Cross-Scale Characteristics of Damage Evolution in Granite under High-Confining Pressure Cyclic Loading
Publication: International Journal of Geomechanics
Volume 22, Issue 2
Abstract
The rock properties under periodic load are important to the stability of engineering works. It needs to analyze the mechanical properties and damage of deeply buried rock under periodic load. Taking granite in a mine as the research object, designed the experiment involving different cycles under different confining pressures and constant periodic upper and lower limit loads, carried out corresponding high-confining pressure cyclic loading experiment. The results show that a closed stress hysteresis loop is formed during loading and unloading cycles under different confining pressures.
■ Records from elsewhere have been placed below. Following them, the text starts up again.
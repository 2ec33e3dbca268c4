//! Caller identity
//!
//! Token verification happens in the gateway in front of this service, which
//! forwards the verified identity in the `x-user-id` and `x-user-admin` headers.

use axum::extract::FromRequestParts;
use axum::http::request::Parts;
use jivbook_common::JivbookError;

pub const USER_ID_HEADER: &str = "x-user-id";
pub const USER_ADMIN_HEADER: &str = "x-user-admin";

/// The user a request is made on behalf of.
#[derive(Debug, Clone, PartialEq, Eq)]
pub struct AuthenticatedUser {
    pub id: String,
    pub is_admin: bool,
}

impl<S> FromRequestParts<S> for AuthenticatedUser
where
    S: Send + Sync,
{
    type Rejection = JivbookError;

    async fn from_request_parts(parts: &mut Parts, _state: &S) -> Result<Self, Self::Rejection> {
        let id = parts
            .headers
            .get(USER_ID_HEADER)
            .and_then(|value| value.to_str().ok())
            .map(str::trim)
            .filter(|value| !value.is_empty())
            .ok_or_else(|| JivbookError::AuthError("Authentication required".to_string()))?;

        let is_admin = parts
            .headers
            .get(USER_ADMIN_HEADER)
            .and_then(|value| value.to_str().ok())
            .is_some_and(|value| value.eq_ignore_ascii_case("true"));

        Ok(Self {
            id: id.to_string(),
            is_admin,
        })
    }
}

/// An [`AuthenticatedUser`] with the admin flag set.
#[derive(Debug, Clone, PartialEq, Eq)]
pub struct AdminUser(pub AuthenticatedUser);

impl<S> FromRequestParts<S> for AdminUser
where
    S: Send + Sync,
{
    type Rejection = JivbookError;

    async fn from_request_parts(parts: &mut Parts, state: &S) -> Result<Self, Self::Rejection> {
        let user = AuthenticatedUser::from_request_parts(parts, state).await?;
        if !user.is_admin {
            return Err(JivbookError::ForbiddenError("Access denied".to_string()));
        }
        Ok(Self(user))
    }
}
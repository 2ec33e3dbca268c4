use serde::{Deserialize, Serialize};

// --- General Server Config ---
#[derive(Debug, Deserialize, Serialize, Clone)]
pub struct ServerConfig {
    pub host: String,
    pub port: u16,
}

impl Default for ServerConfig {
    fn default() -> Self {
        Self {
            host: "127.0.0.1".to_string(),
            port: 8086,
        }
    }
}

// --- Database Config ---
#[derive(Debug, Deserialize, Serialize, Clone)]
pub struct DatabaseConfig {
    pub url: String, // e.g. sqlite:data/jivbook.db, overridable via JIVBOOK__DATABASE__URL
}

// --- Firebase Config ---
// The service account key itself never lives in config, only its path.
#[derive(Debug, Deserialize, Serialize, Clone)]
pub struct FirebaseConfig {
    pub project_id: String,
    pub key_path: Option<String>, // "secret_from_env" resolves to FIREBASE_KEY_PATH
    /// Overrides `https://fcm.googleapis.com` (emulators, tests).
    #[serde(default)]
    pub fcm_base_url: Option<String>,
    /// Overrides `https://iid.googleapis.com` for topic management.
    #[serde(default)]
    pub iid_base_url: Option<String>,
    /// Pre-issued bearer token; skips the service account flow when set.
    #[serde(default)]
    pub access_token: Option<String>,
    /// Upper bound of in-flight FCM requests during one multicast.
    #[serde(default = "default_send_concurrency")]
    pub send_concurrency: usize,
    #[serde(default = "default_web_icon")]
    pub web_icon: String,
    #[serde(default)]
    pub request_timeout_secs: Option<u64>,
}

fn default_send_concurrency() -> usize {
    16
}

fn default_web_icon() -> String {
    "/icon-192x192.png".to_string()
}

// --- Notification Service Config ---
#[derive(Debug, Deserialize, Serialize, Clone)]
#[serde(default)]
pub struct NotificationsConfig {
    /// Tokens per provider call during a broadcast. FCM caps this at 500.
    pub batch_size: usize,
    pub default_page_size: u32,
    /// Device tokens unused for longer than this are purged by the token cleaner.
    pub token_retention_days: i64,
    pub scheduler_enabled: bool,
    /// IANA zone the cron-style jobs are evaluated in.
    pub timezone: String,
}

impl Default for NotificationsConfig {
    fn default() -> Self {
        Self {
            batch_size: 500,
            default_page_size: 20,
            token_retention_days: 30,
            scheduler_enabled: true,
            timezone: "UTC".to_string(),
        }
    }
}

// --- Logging Config ---
#[derive(Debug, Deserialize, Serialize, Clone)]
#[serde(default)]
pub struct LoggingConfig {
    pub level: String,
    /// When set, logs are also written to a daily rolling file in this directory.
    pub directory: Option<String>,
    pub file_prefix: String,
}

impl Default for LoggingConfig {
    fn default() -> Self {
        Self {
            level: "info".to_string(),
            directory: None,
            file_prefix: "jivbook.log".to_string(),
        }
    }
}

// --- Main Application Config ---
#[derive(Debug, Deserialize, Serialize, Clone, Default)]
pub struct AppConfig {
    #[serde(default)]
    pub use_firebase: bool,
    #[serde(default)]
    pub server: ServerConfig,
    pub database: Option<DatabaseConfig>,
    pub firebase: Option<FirebaseConfig>,
    #[serde(default)]
    pub notifications: NotificationsConfig,
    #[serde(default)]
    pub logging: LoggingConfig,
}
//! Repositories for the notification subsystem

pub mod device_token;
pub mod device_token_sql;
pub mod factory;
pub mod notification;
pub mod notification_sql;
pub mod user_directory;
pub mod user_directory_sql;

#[cfg(test)]
mod device_token_test;
#[cfg(test)]
mod user_directory_test;

pub use device_token::DeviceTokenRepository;
pub use device_token_sql::SqlDeviceTokenRepository;
pub use factory::SqlRepositoryFactory;
pub use notification::{NotificationFilter, NotificationRepository, Page};
pub use notification_sql::SqlNotificationRepository;
pub use user_directory::{UserDirectory, UserFilter, UserProfile, UserRole};
pub use user_directory_sql::SqlUserDirectory;
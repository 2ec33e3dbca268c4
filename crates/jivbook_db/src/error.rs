//! Error types for the database client

use jivbook_common::models::ParseEnumError;
use jivbook_common::JivbookError;
use thiserror::Error;

#[derive(Debug, Error)]
pub enum DbError {
    #[error("Database error: {0}")]
    SqlxError(#[from] sqlx::Error),

    #[error("Database configuration error: {0}")]
    ConfigError(String),

    #[error("Database URL error: {0}")]
    UrlError(String),

    #[error("Database pool error: {0}")]
    PoolError(String),

    #[error("Database query error: {0}")]
    QueryError(String),

    /// A stored value could not be turned back into a domain value.
    #[error("Database decode error: {0}")]
    DecodeError(String),
}

impl From<ParseEnumError> for DbError {
    fn from(err: ParseEnumError) -> Self {
        DbError::DecodeError(err.to_string())
    }
}

impl From<serde_json::Error> for DbError {
    fn from(err: serde_json::Error) -> Self {
        DbError::DecodeError(err.to_string())
    }
}

impl From<DbError> for JivbookError {
    fn from(err: DbError) -> Self {
        match err {
            DbError::ConfigError(message) => JivbookError::ConfigError(message),
            other => JivbookError::DatabaseError(other.to_string()),
        }
    }
}
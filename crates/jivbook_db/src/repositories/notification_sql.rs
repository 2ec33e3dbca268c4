//! SQL implementation of the notification repository

use chrono::{DateTime, Utc};
use sqlx::any::AnyRow;
use sqlx::Row;
use std::collections::BTreeMap;
use tracing::{debug, error, info};

use crate::convert::{
    flag, from_json_text, from_millis, nullable, opt_from_millis, to_json_text, to_millis,
};
use crate::error::DbError;
use crate::repositories::notification::{
    DailyStats, DeliveryStats, Notification, NotificationFilter, NotificationRepository,
    NotificationStatus, Page, TypeStatusStats,
};
use crate::DbClient;

const COLUMNS: &str = "id, title, body, image, recipient, notification_type, category, priority, \
     data, action_url, target_filters, scheduled_for, expires_at, status, total_targeted, \
     successful_deliveries, failed_deliveries, open_rate, click_rate, created_by, message_id, \
     is_read, created_at, updated_at";

/// Visible-to-recipient predicate; binds `$1` = user id, `$2` = now.
const VISIBLE: &str =
    "recipient = $1 AND status = 'sent' AND (expires_at IS NULL OR expires_at > $2)";

/// SQL implementation of the notification repository
#[derive(Debug, Clone)]
pub struct SqlNotificationRepository {
    /// The database client
    db_client: DbClient,
}

impl SqlNotificationRepository {
    pub fn new(db_client: DbClient) -> Self {
        Self { db_client }
    }

    async fn count(&self, query: &str, binds: &[String]) -> Result<i64, DbError> {
        let mut statement = sqlx::query(query);
        for value in binds {
            statement = statement.bind(value);
        }
        let row = statement
            .fetch_one(self.db_client.pool())
            .await
            .map_err(|e| {
                error!("Failed to count notifications: {}", e);
                DbError::QueryError(e.to_string())
            })?;
        Ok(row.try_get("total")?)
    }
}

fn offset(page: u32, limit: u32) -> i64 {
    i64::from(page.max(1) - 1) * i64::from(limit)
}
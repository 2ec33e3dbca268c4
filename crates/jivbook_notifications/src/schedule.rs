//! Wall-clock schedules of the background jobs

use chrono::{DateTime, Datelike, Duration, LocalResult, NaiveDate, TimeZone, Utc, Weekday};
use chrono_tz::Tz;

/// When a recurring job fires, evaluated in a configured time zone.
#[derive(Debug, Clone, Copy, PartialEq, Eq)]
pub enum JobSchedule {
    /// At second zero of every minute.
    EveryMinute,
    DailyAt { hour: u32, minute: u32 },
    WeeklyAt {
        weekday: Weekday,
        hour: u32,
        minute: u32,
    },
}

impl JobSchedule {
    /// The first fire time strictly after `now`.
    ///
    /// A local time that falls into a DST gap fires at the first valid instant
    /// after it; an ambiguous one fires at its earlier occurrence.
    pub fn next_after(&self, now: DateTime<Utc>, tz: Tz) -> DateTime<Utc> {
        let (weekday, hour, minute) = match *self {
            JobSchedule::EveryMinute => return next_minute(now),
            JobSchedule::DailyAt { hour, minute } => (None, hour, minute),
            JobSchedule::WeeklyAt {
                weekday,
                hour,
                minute,
            } => (Some(weekday), hour, minute),
        };

        let today = now.with_timezone(&tz).date_naive();
        (0..=8)
            .filter_map(|offset| today.checked_add_signed(Duration::days(offset)))
            .filter(|date| weekday.map_or(true, |wanted| date.weekday() == wanted))
            .filter_map(|date| resolve_local(tz, date, hour, minute))
            .find(|candidate| *candidate > now)
            .unwrap_or_else(|| now + self.period())
    }

    /// Longest regular gap between two fires.
    pub fn period(&self) -> Duration {
        match self {
            JobSchedule::EveryMinute => Duration::minutes(1),
            JobSchedule::DailyAt { .. } => Duration::days(1),
            JobSchedule::WeeklyAt { .. } => Duration::weeks(1),
        }
    }

    /// Cron notation, for status reports.
    pub fn cron(&self) -> String {
        match self {
            JobSchedule::EveryMinute => "* * * * *".to_string(),
            JobSchedule::DailyAt { hour, minute } => format!("{} {} * * *", minute, hour),
            JobSchedule::WeeklyAt {
                weekday,
                hour,
                minute,
            } => format!(
                "{} {} * * {}",
                minute,
                hour,
                weekday.num_days_from_sunday()
            ),
        }
    }
}

fn next_minute(now: DateTime<Utc>) -> DateTime<Utc> {
    let next = (now.timestamp().div_euclid(60) + 1) * 60;
    DateTime::<Utc>::from_timestamp(next, 0).unwrap_or_else(|| now + Duration::minutes(1))
}

fn resolve_local(tz: Tz, date: NaiveDate, hour: u32, minute: u32) -> Option<DateTime<Utc>> {
    let local = date.and_hms_opt(hour, minute, 0)?;
    match tz.from_local_datetime(&local) {
        LocalResult::Single(at) => Some(at.with_timezone(&Utc)),
        LocalResult::Ambiguous(earliest, _) => Some(earliest.with_timezone(&Utc)),
        LocalResult::None => {
            // skipped by a DST gap, which is at most one hour long
            let shifted = local + Duration::hours(1);
            tz.from_local_datetime(&shifted)
                .earliest()
                .map(|at| at.with_timezone(&Utc))
        }
    }
}

#[cfg(test)]
mod tests {
    use super::*;

    fn utc(s: &str) -> DateTime<Utc> {
        DateTime::parse_from_rfc3339(s).unwrap().with_timezone(&Utc)
    }

    #[test]
    fn test_every_minute() {
        let now = utc("2026-03-01T10:15:42Z");
        assert_eq!(
            JobSchedule::EveryMinute.next_after(now, Tz::UTC),
            utc("2026-03-01T10:16:00Z")
        );
        let on_the_minute = utc("2026-03-01T10:16:00Z");
        assert_eq!(
            JobSchedule::EveryMinute.next_after(on_the_minute, Tz::UTC),
            utc("2026-03-01T10:17:00Z")
        );
    }

    #[test]
    fn test_daily_midnight_in_zone() {
        let midnight = JobSchedule::DailyAt { hour: 0, minute: 0 };
        let now = utc("2026-06-10T20:00:00Z");
        assert_eq!(
            midnight.next_after(now, Tz::UTC),
            utc("2026-06-11T00:00:00Z")
        );
        // Kolkata is UTC+05:30, so local midnight of the 11th is 18:30Z on the 10th
        assert_eq!(
            midnight.next_after(utc("2026-06-10T12:00:00Z"), chrono_tz::Asia::Kolkata),
            utc("2026-06-10T18:30:00Z")
        );
    }

    #[test]
    fn test_weekly_sunday_two_am() {
        let weekly = JobSchedule::WeeklyAt {
            weekday: Weekday::Sun,
            hour: 2,
            minute: 0,
        };
        // 2026-10-16 is a Friday
        assert_eq!(
            weekly.next_after(utc("2026-10-16T09:00:00Z"), Tz::UTC),
            utc("2026-10-18T02:00:00Z")
        );
        assert_eq!(
            weekly.next_after(utc("2026-10-18T02:00:00Z"), Tz::UTC),
            utc("2026-10-25T02:00:00Z")
        );
        assert_eq!(weekly.cron(), "0 2 * * 0");
    }

    #[test]
    fn test_dst_gap_fires_after_the_gap() {
        let weekly = JobSchedule::WeeklyAt {
            weekday: Weekday::Sun,
            hour: 2,
            minute: 30,
        };
        // Europe/Zurich skips 02:00-03:00 local on 2026-03-29
        let next = weekly.next_after(utc("2026-03-28T12:00:00Z"), chrono_tz::Europe::Zurich);
        assert_eq!(next, utc("2026-03-29T01:30:00Z"));
    }
}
The hysteresis loop area of axial deformation decreases gradually with an increase of cycles. With the confining pressure increasing, the deformation modulus decreases gradually. However, under the same confining pressure, the deformation modulus remains almost unchanged as the number of loading–unloading cycles increase. As the number of cycles increase, the residual displacement shows an increasing trend whereas the axial and circumferential strains decrease. This can be explained by primary cracks gradually becoming compacted with the increase of cycles so that the proportion of axial elastic strain increases, the proportion of circumferential elastic strain increases. Fractal analysis of the T2 spectrum shows that the sample has fractal characteristics before and after cyclic loading.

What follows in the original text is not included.